__Recorded data__.
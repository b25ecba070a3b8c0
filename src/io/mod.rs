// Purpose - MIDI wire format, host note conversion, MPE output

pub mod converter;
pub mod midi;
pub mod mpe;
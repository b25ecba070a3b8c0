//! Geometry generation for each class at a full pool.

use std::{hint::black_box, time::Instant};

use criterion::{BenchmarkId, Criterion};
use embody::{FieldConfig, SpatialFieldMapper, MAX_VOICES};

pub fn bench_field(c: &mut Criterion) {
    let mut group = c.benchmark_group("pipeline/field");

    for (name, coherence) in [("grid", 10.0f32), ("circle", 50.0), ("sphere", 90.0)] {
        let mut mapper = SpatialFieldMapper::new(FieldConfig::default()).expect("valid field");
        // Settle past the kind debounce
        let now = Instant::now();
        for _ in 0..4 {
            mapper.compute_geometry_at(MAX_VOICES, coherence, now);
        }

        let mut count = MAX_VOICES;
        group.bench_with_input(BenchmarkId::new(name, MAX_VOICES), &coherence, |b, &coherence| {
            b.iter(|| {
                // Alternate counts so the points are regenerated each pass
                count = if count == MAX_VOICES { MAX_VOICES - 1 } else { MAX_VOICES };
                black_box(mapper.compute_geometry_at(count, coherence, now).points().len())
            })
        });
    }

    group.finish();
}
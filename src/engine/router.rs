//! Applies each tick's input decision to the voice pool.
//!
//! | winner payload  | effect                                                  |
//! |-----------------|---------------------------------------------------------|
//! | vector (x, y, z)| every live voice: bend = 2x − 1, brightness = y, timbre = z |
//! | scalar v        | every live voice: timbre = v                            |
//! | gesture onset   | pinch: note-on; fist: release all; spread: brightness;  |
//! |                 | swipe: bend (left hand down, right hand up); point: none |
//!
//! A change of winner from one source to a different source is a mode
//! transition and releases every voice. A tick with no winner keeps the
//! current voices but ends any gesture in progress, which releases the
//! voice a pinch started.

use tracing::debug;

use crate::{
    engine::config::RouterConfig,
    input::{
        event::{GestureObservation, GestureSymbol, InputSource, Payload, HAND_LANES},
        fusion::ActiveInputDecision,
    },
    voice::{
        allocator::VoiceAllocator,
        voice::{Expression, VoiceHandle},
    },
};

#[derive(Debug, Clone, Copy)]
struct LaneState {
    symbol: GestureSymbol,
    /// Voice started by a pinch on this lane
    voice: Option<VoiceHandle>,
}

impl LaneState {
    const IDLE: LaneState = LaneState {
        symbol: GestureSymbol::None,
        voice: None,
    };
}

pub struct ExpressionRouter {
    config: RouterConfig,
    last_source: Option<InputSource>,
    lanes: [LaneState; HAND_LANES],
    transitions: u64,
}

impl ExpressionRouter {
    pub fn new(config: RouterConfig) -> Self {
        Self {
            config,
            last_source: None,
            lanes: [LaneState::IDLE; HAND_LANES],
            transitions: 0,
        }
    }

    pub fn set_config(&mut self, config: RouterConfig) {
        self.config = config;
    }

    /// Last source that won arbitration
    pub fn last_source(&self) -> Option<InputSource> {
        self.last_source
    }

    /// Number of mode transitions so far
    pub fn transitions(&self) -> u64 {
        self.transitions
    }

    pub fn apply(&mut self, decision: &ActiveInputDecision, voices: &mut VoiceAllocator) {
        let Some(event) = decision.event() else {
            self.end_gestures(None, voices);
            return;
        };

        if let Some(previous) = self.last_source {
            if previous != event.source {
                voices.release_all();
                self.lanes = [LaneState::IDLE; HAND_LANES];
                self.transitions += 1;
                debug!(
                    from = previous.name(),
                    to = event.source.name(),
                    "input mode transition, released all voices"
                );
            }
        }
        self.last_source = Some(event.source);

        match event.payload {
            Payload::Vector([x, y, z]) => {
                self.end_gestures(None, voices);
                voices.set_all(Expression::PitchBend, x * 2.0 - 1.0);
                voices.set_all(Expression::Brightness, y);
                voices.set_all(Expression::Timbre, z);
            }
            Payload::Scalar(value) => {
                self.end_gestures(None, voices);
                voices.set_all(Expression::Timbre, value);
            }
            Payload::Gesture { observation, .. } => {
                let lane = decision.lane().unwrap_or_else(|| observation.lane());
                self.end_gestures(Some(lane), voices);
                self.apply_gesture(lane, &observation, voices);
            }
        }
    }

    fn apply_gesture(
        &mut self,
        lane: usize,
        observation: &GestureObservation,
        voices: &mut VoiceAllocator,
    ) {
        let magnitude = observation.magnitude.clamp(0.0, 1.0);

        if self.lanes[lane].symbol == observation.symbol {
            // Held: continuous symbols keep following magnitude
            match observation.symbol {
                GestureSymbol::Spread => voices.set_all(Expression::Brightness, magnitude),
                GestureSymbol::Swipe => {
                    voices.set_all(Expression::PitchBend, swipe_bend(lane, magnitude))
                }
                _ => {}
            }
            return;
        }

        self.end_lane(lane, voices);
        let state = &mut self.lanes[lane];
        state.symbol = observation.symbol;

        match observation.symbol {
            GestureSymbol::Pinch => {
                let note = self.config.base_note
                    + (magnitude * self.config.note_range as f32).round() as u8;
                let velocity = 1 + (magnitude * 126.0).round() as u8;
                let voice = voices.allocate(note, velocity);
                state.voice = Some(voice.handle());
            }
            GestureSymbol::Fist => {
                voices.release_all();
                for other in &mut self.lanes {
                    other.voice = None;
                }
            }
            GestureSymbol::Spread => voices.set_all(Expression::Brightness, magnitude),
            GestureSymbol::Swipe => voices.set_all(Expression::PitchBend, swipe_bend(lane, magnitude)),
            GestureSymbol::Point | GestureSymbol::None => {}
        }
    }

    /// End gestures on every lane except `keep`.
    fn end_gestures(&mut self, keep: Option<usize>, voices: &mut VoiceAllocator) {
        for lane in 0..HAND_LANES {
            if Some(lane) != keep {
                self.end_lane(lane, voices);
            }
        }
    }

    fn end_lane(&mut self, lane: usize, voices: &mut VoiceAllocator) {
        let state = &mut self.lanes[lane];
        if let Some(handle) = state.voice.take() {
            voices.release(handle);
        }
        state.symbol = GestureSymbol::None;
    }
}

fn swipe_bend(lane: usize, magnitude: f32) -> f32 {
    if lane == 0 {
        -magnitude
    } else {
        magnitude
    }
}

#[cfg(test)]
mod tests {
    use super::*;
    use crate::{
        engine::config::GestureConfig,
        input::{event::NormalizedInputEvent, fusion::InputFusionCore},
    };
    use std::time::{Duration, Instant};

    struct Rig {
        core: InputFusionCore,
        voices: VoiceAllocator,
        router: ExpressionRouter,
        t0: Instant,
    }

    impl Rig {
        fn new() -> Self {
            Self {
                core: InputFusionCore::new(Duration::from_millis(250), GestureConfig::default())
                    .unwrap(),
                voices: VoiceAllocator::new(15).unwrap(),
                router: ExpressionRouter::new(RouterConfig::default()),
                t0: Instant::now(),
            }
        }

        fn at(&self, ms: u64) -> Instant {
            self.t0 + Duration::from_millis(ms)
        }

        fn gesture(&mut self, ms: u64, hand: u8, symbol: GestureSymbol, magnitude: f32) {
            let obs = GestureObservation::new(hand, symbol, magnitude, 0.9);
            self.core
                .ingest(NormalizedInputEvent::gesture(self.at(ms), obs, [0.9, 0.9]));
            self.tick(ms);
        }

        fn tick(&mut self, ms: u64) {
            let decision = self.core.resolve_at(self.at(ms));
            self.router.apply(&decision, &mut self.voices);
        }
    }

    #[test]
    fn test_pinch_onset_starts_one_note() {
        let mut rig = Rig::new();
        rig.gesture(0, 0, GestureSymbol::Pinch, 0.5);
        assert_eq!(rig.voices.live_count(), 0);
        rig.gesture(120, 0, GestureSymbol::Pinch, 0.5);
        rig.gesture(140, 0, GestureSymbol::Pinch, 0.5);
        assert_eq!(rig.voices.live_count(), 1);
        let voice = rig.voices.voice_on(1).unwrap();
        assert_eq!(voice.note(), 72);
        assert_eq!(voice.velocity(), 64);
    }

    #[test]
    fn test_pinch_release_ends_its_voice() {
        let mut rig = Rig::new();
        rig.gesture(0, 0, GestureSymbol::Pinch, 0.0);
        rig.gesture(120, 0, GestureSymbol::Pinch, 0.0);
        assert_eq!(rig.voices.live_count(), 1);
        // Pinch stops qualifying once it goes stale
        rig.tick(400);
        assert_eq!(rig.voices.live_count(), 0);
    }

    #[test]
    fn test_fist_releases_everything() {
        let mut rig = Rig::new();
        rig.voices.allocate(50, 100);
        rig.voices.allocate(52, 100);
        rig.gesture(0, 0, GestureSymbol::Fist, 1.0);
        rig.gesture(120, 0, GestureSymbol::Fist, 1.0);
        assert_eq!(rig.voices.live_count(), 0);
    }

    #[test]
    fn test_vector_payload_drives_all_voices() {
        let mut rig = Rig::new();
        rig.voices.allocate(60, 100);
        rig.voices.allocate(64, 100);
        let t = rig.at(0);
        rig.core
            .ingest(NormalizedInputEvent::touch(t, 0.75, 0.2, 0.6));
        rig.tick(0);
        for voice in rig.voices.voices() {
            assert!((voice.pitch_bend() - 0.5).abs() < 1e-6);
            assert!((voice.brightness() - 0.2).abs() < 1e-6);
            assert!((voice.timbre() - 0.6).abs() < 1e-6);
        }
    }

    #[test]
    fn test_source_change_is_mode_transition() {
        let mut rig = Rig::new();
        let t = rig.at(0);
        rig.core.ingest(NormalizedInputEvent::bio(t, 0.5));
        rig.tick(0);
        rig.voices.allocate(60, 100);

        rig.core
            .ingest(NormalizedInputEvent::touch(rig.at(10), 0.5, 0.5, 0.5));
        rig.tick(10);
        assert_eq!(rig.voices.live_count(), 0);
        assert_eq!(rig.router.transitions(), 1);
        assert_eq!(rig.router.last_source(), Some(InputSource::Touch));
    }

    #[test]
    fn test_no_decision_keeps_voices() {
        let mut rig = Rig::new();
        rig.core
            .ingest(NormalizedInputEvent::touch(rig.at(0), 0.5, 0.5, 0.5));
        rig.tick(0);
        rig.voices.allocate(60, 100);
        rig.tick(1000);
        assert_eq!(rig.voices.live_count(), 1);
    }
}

__Task statement__. Give an exact copy of the lines above from the line with "self.transitions += 1;" up to and including the line with "self.last_source = Some(event.source);", and leave everything else out.

__Exercise output__.
                self.transitions += 1;
                debug!(
                    from = previous.name(),
                    to = event.source.name(),
                    "input mode transition, released all voices"
                );
            }
        }
        self.last_source = Some(event.source);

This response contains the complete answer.